--- Exercise instructions ---
Each line in the listing is to be restated exactly.
─── Material to process
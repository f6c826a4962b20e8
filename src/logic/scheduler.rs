//! Court/time slot scheduling.
//!
//! Greedy row-by-row fill of a `total_slots x num_courts` grid:
//! 1. At each row, the tier floor is the lowest tier still waiting.
//! 2. Each free court takes the first waiting match (input order) at the floor tier whose
//!    teams are both free at this row. It holds the court for `points_per_matchup` rows.
//! 3. After every placement the floor is recomputed, so a later phase can start on the
//!    remaining courts of the row in which the earlier phase placed its last match.
//!
//! No placement is ever revisited. Whatever is left when rows run out is unscheduled.
//! Match numbers come from a row-major scan of the final grid, not from placement order.

use crate::logic::priority::tier;
use crate::models::{
    GameMatch, MatchNo, PlanError, ScheduleConfig, ScheduleOutput, ScheduledMatch,
    SchedulingInput, SlotGrid, Tier, TournamentPlan,
};
use std::collections::HashMap;

/// First row at which each team identity is free again. Missing means free from row 0.
#[derive(Debug, Default)]
struct BusyUntil<'a> {
    rows: HashMap<&'a str, usize>,
}

impl<'a> BusyUntil<'a> {
    /// Empty identities (malformed records) never block.
    fn is_busy(&self, identity: &str, row: usize) -> bool {
        !identity.is_empty() && self.rows.get(identity).is_some_and(|&until| until > row)
    }

    fn occupy(&mut self, identity: &'a str, until: usize) {
        if !identity.is_empty() {
            self.rows.insert(identity, until);
        }
    }
}

/// Matches still waiting, as indices into the input list, in input order.
#[derive(Debug)]
struct MatchQueue {
    entries: Vec<(usize, Tier)>,
}

impl MatchQueue {
    fn new(matches: &[GameMatch]) -> Self {
        Self {
            entries: matches.iter().map(tier).enumerate().collect(),
        }
    }

    fn min_tier(&self) -> Option<Tier> {
        self.entries.iter().map(|&(_, t)| t).min()
    }

    /// Remove and return the first entry matching `pred`, keeping the rest in order.
    fn take_first(&mut self, mut pred: impl FnMut(usize, Tier) -> bool) -> Option<usize> {
        let pos = self.entries.iter().position(|&(idx, t)| pred(idx, t))?;
        Some(self.entries.remove(pos).0)
    }

    fn into_indices(self) -> impl Iterator<Item = usize> {
        self.entries.into_iter().map(|(idx, _)| idx)
    }
}

/// Place `input.matches` on courts and time slots.
///
/// Pure and deterministic: identical input gives an identical grid, numbering and
/// scheduled/unscheduled split. Never fails; degenerate configurations (no rows, no courts,
/// matches longer than the day) leave every match unscheduled.
pub fn schedule(input: &SchedulingInput) -> ScheduleOutput {
    let config = input.config;
    let matches = &input.matches;

    if config.is_degenerate() {
        if !matches.is_empty() {
            log::warn!(
                "No room to schedule: {} slot(s), {} court(s), {} slot(s) per match",
                config.total_slots,
                config.num_courts,
                config.points_per_matchup
            );
        }
        return ScheduleOutput {
            config,
            grid: SlotGrid::new(config.total_slots, config.num_courts),
            scheduled: Vec::new(),
            unscheduled: matches.clone(),
        };
    }

    let duration = config.duration();
    let mut cells: Vec<Vec<Option<usize>>> = vec![vec![None; config.num_courts]; config.total_slots];
    let mut queue = MatchQueue::new(matches);
    let mut busy = BusyUntil::default();

    let mut row = 0;
    while row + duration <= config.total_slots {
        let Some(mut min_tier) = queue.min_tier() else {
            break;
        };
        for court in 0..config.num_courts {
            // Still held by a match that started on an earlier row.
            if cells[row][court].is_some() {
                continue;
            }
            let found = queue.take_first(|idx, t| {
                t == min_tier
                    && matches[idx]
                        .identities()
                        .iter()
                        .all(|id| !busy.is_busy(id, row))
            });
            let Some(idx) = found else {
                continue;
            };

            let end = row + duration;
            for cells_row in &mut cells[row..end] {
                cells_row[court] = Some(idx);
            }
            for id in matches[idx].identities() {
                busy.occupy(id, end);
            }
            log::debug!(
                "Placed {} vs {} (tier {}) at row {} on court {}",
                matches[idx].team_a,
                matches[idx].team_b,
                min_tier,
                row,
                court + 1
            );

            match queue.min_tier() {
                Some(t) => min_tier = t,
                None => break,
            }
        }
        row += 1;
    }

    let (grid, scheduled) = number_matches(&cells, matches, &config);
    let unscheduled: Vec<GameMatch> = queue.into_indices().map(|idx| matches[idx].clone()).collect();

    let output = ScheduleOutput {
        config,
        grid,
        scheduled,
        unscheduled,
    };
    if output.is_complete() {
        log::info!("Scheduled all {} match(es)", output.scheduled.len());
    } else {
        log::warn!(
            "Scheduled {} match(es); {} could not be placed",
            output.scheduled.len(),
            output.unscheduled.len()
        );
    }
    output
}

/// Number matches 1..K by scanning the committed grid row by row, courts left to right.
/// A match is numbered at the first cell it is seen in, which is its start cell.
fn number_matches(
    cells: &[Vec<Option<usize>>],
    matches: &[GameMatch],
    config: &ScheduleConfig,
) -> (SlotGrid, Vec<ScheduledMatch>) {
    let mut numbers: HashMap<usize, MatchNo> = HashMap::new();
    let mut scheduled: Vec<ScheduledMatch> = Vec::new();

    for (row, cells_row) in cells.iter().enumerate() {
        for (court, cell) in cells_row.iter().enumerate() {
            let Some(idx) = *cell else {
                continue;
            };
            if numbers.contains_key(&idx) {
                continue;
            }
            let match_no = scheduled.len() as MatchNo + 1;
            numbers.insert(idx, match_no);
            let game = matches[idx].clone();
            scheduled.push(ScheduledMatch {
                match_no,
                start_row: row,
                end_row: row + config.duration(),
                court_index: court,
                start_time: config.slot_label(row),
                tier: tier(&game),
                game,
            });
        }
    }

    let grid = SlotGrid::from_cells(
        cells
            .iter()
            .map(|r| r.iter().map(|c| c.and_then(|idx| numbers.get(&idx).copied())).collect())
            .collect(),
    );
    (grid, scheduled)
}

/// Schedule the plan's catalog with its settings and keep the result on the plan.
pub fn schedule_plan(plan: &mut TournamentPlan) -> Result<&ScheduleOutput, PlanError> {
    plan.settings.validate()?;
    if plan.matches.is_empty() {
        return Err(PlanError::NoMatches);
    }
    let input = SchedulingInput {
        matches: plan.matches.clone(),
        config: plan.settings.to_config(),
    };
    let output = schedule(&input);
    Ok(plan.schedule.insert(output))
}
──────
--- Output ---
repository f6c826a4962b20e8
filename src/logic/scheduler.rs
//! Court/time slot scheduling.
//!
//! Greedy row-by-row fill of a `total_slots x num_courts` grid:
//! 1. At each row, the tier floor is the lowest tier still waiting.
//! 2. Each free court takes the first waiting match (input order) at the floor tier whose
//!    teams are both free at this row. It holds the court for `points_per_matchup` rows.
//! 3. After every placement the floor is recomputed, so a later phase can start on the
//!    remaining courts of the row in which the earlier phase placed its last match.
//!
//! No placement is ever revisited. Whatever is left when rows run out is unscheduled.
//! Match numbers come from a row-major scan of the final grid, not from placement order.

use crate::logic::priority::tier;
use crate::models::{
    GameMatch, MatchNo, PlanError, ScheduleConfig, ScheduleOutput, ScheduledMatch,
    SchedulingInput, SlotGrid, Tier, TournamentPlan,
};
use std::collections::HashMap;

/// First row at which each team identity is free again. Missing means free from row 0.
#[derive(Debug, Default)]
struct BusyUntil<'a> {
    rows: HashMap<&'a str, usize>,
}

impl<'a> BusyUntil<'a> {
    /// Empty identities (malformed records) never block.
    fn is_busy(&self, identity: &str, row: usize) -> bool {
        !identity.is_empty() && self.rows.get(identity).is_some_and(|&until| until > row)
    }

    fn occupy(&mut self, identity: &'a str, until: usize) {
        if !identity.is_empty() {
            self.rows.insert(identity, until);
        }
    }
}

/// Matches still waiting, as indices into the input list, in input order.
#[derive(Debug)]
struct MatchQueue {
    entries: Vec<(usize, Tier)>,
}

impl MatchQueue {
    fn new(matches: &[GameMatch]) -> Self {
        Self {
            entries: matches.iter().map(tier).enumerate().collect(),
        }
    }

    fn min_tier(&self) -> Option<Tier> {
        self.entries.iter().map(|&(_, t)| t).min()
    }

    /// Remove and return the first entry matching `pred`, keeping the rest in order.
    fn take_first(&mut self, mut pred: impl FnMut(usize, Tier) -> bool) -> Option<usize> {
        let pos = self.entries.iter().position(|&(idx, t)| pred(idx, t))?;
        Some(self.entries.remove(pos).0)
    }

    fn into_indices(self) -> impl Iterator<Item = usize> {
        self.entries.into_iter().map(|(idx, _)| idx)
    }
}

/// Place `input.matches` on courts and time slots.
///
/// Pure and deterministic: identical input gives an identical grid, numbering and
/// scheduled/unscheduled split. Never fails; degenerate configurations (no rows, no courts,
/// matches longer than the day) leave every match unscheduled.
pub fn schedule(input: &SchedulingInput) -> ScheduleOutput {
    let config = input.config;
    let matches = &input.matches;

    if config.is_degenerate() {
        if !matches.is_empty() {
            log::warn!(
                "No room to schedule: {} slot(s), {} court(s), {} slot(s) per match",
                config.total_slots,
                config.num_courts,
                config.points_per_matchup
            );
        }
        return ScheduleOutput {
            config,
            grid: SlotGrid::new(config.total_slots, config.num_courts),
            scheduled: Vec::new(),
            unscheduled: matches.clone(),
        };
    }

    let duration = config.duration();
    let mut cells: Vec<Vec<Option<usize>>> = vec![vec![None; config.num_courts]; config.total_slots];
    let mut queue = MatchQueue::new(matches);
    let mut busy = BusyUntil::default();

    let mut row = 0;
    while row + duration <= config.total_slots {
        let Some(mut min_tier) = queue.min_tier() else {
            break;
        };
        for court in 0..config.num_courts {
            // Still held by a match that started on an earlier row.
            if cells[row][court].is_some() {
                continue;
            }
            let found = queue.take_first(|idx, t| {
                t == min_tier
                    && matches[idx]
                        .identities()
                        .iter()
                        .all(|id| !busy.is_busy(id, row))
            });
            let Some(idx) = found else {
                continue;
            };

            let end = row + duration;
            for cells_row in &mut cells[row..end] {
                cells_row[court] = Some(idx);
            }
            for id in matches[idx].identities() {
                busy.occupy(id, end);
            }
            log::debug!(
                "Placed {} vs {} (tier {}) at row {} on court {}",
                matches[idx].team_a,
                matches[idx].team_b,
                min_tier,
                row,
                court + 1
            );

            match queue.min_tier() {
                Some(t) => min_tier = t,
                None => break,
            }
        }
        row += 1;
    }

    let (grid, scheduled) = number_matches(&cells, matches, &config);
    let unscheduled: Vec<GameMatch> = queue.into_indices().map(|idx| matches[idx].clone()).collect();

    let output = ScheduleOutput {
        config,
        grid,
        scheduled,
        unscheduled,
    };
    if output.is_complete() {
        log::info!("Scheduled all {} match(es)", output.scheduled.len());
    } else {
        log::warn!(
            "Scheduled {} match(es); {} could not be placed",
            output.scheduled.len(),
            output.unscheduled.len()
        );
    }
    output
}

/// Number matches 1..K by scanning the committed grid row by row, courts left to right.
/// A match is numbered at the first cell it is seen in, which is its start cell.
fn number_matches(
    cells: &[Vec<Option<usize>>],
    matches: &[GameMatch],
    config: &ScheduleConfig,
) -> (SlotGrid, Vec<ScheduledMatch>) {
    let mut numbers: HashMap<usize, MatchNo> = HashMap::new();
    let mut scheduled: Vec<ScheduledMatch> = Vec::new();

    for (row, cells_row) in cells.iter().enumerate() {
        for (court, cell) in cells_row.iter().enumerate() {
            let Some(idx) = *cell else {
                continue;
            };
            if numbers.contains_key(&idx) {
                continue;
            }
            let match_no = scheduled.len() as MatchNo + 1;
            numbers.insert(idx, match_no);
            let game = matches[idx].clone();
            scheduled.push(ScheduledMatch {
                match_no,
                start_row: row,
                end_row: row + config.duration(),
                court_index: court,
                start_time: config.slot_label(row),
                tier: tier(&game),
                game,
            });
        }
    }

    let grid = SlotGrid::from_cells(
        cells
            .iter()
            .map(|r| r.iter().map(|c| c.and_then(|idx| numbers.get(&idx).copied())).collect())
            .collect(),
    );
    (grid, scheduled)
}

/// Schedule the plan's catalog with its settings and keep the result on the plan.
pub fn schedule_plan(plan: &mut TournamentPlan) -> Result<&ScheduleOutput, PlanError> {
    plan.settings.validate()?;
    if plan.matches.is_empty() {
        return Err(PlanError::NoMatches);
    }
    let input = SchedulingInput {
        matches: plan.matches.clone(),
        config: plan.settings.to_config(),
    };
    let output = schedule(&input);
    Ok(plan.schedule.insert(output))
}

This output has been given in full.